** Opening Data to use block **
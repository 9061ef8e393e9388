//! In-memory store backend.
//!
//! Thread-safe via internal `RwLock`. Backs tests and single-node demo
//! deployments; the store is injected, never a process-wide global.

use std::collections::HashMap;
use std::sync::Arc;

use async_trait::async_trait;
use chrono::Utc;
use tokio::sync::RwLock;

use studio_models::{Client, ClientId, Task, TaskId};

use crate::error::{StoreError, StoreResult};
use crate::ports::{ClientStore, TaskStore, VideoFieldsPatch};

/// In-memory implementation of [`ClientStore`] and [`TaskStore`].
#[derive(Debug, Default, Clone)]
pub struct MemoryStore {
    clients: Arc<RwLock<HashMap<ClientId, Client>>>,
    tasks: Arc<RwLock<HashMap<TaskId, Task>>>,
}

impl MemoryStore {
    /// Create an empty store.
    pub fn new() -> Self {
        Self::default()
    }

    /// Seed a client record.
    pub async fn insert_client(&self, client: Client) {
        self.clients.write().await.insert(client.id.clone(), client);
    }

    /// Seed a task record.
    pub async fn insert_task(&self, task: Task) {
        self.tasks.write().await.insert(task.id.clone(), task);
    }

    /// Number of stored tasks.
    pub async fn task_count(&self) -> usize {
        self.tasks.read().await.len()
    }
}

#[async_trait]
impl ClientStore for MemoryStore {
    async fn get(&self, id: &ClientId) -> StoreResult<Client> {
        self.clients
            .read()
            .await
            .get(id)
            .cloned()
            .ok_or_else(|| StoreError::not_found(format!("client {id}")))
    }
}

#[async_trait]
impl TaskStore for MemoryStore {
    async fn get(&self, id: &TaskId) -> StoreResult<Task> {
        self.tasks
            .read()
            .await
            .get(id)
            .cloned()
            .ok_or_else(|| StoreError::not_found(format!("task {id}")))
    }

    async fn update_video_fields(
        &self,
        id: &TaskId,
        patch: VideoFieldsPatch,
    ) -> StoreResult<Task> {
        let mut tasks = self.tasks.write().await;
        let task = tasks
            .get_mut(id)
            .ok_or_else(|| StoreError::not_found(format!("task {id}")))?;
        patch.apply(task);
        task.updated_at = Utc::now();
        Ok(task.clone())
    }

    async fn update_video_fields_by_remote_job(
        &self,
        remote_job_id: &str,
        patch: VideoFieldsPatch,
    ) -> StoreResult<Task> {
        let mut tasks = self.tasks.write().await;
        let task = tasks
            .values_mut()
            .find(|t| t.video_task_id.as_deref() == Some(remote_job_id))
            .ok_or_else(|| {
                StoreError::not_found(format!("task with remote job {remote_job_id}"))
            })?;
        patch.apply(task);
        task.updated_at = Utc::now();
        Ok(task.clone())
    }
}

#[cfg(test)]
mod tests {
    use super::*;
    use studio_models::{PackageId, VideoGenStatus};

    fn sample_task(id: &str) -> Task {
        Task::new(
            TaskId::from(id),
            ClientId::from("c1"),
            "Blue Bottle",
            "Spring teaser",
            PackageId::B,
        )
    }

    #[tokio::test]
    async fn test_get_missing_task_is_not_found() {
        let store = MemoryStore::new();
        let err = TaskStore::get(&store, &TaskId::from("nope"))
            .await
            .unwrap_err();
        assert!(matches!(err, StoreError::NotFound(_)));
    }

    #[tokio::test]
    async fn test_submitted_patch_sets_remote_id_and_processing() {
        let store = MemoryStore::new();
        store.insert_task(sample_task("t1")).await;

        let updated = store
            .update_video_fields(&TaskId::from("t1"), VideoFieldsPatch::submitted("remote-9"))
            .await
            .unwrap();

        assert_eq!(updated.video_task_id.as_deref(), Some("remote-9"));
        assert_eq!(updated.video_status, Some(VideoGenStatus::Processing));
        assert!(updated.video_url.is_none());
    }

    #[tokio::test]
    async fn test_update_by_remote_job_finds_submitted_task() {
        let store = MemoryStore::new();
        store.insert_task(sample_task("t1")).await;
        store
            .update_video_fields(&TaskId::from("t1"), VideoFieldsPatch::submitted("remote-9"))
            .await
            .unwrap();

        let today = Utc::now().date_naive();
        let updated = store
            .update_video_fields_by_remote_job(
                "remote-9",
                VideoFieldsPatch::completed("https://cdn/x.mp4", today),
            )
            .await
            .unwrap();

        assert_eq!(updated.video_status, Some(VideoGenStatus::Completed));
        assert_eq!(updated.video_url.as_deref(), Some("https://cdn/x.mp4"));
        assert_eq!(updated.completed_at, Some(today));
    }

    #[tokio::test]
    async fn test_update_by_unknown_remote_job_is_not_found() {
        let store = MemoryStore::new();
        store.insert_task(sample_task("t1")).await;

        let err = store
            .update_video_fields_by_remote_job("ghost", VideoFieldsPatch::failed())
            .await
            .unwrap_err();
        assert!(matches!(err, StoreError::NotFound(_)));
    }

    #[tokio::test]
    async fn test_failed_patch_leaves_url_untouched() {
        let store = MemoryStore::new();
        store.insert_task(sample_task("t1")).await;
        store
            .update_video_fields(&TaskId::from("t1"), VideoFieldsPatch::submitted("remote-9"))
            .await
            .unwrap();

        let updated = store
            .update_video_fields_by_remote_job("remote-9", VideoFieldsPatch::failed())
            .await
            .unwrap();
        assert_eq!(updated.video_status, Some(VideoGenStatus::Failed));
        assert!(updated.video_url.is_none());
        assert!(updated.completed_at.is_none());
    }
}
** Closing Data to use block **
The required output is the exact run of lines from the beginning of the listing above to the line that contains "pub struct MemoryStore", inclusive of both.

Exercise answer:
repository 9061ef8e393e9388
//! In-memory store backend.
//!
//! Thread-safe via internal `RwLock`. Backs tests and single-node demo
//! deployments; the store is injected, never a process-wide global.

use std::collections::HashMap;
use std::sync::Arc;

use async_trait::async_trait;
use chrono::Utc;
use tokio::sync::RwLock;

use studio_models::{Client, ClientId, Task, TaskId};

use crate::error::{StoreError, StoreResult};
use crate::ports::{ClientStore, TaskStore, VideoFieldsPatch};

/// In-memory implementation of [`ClientStore`] and [`TaskStore`].
#[derive(Debug, Default, Clone)]
pub struct MemoryStore {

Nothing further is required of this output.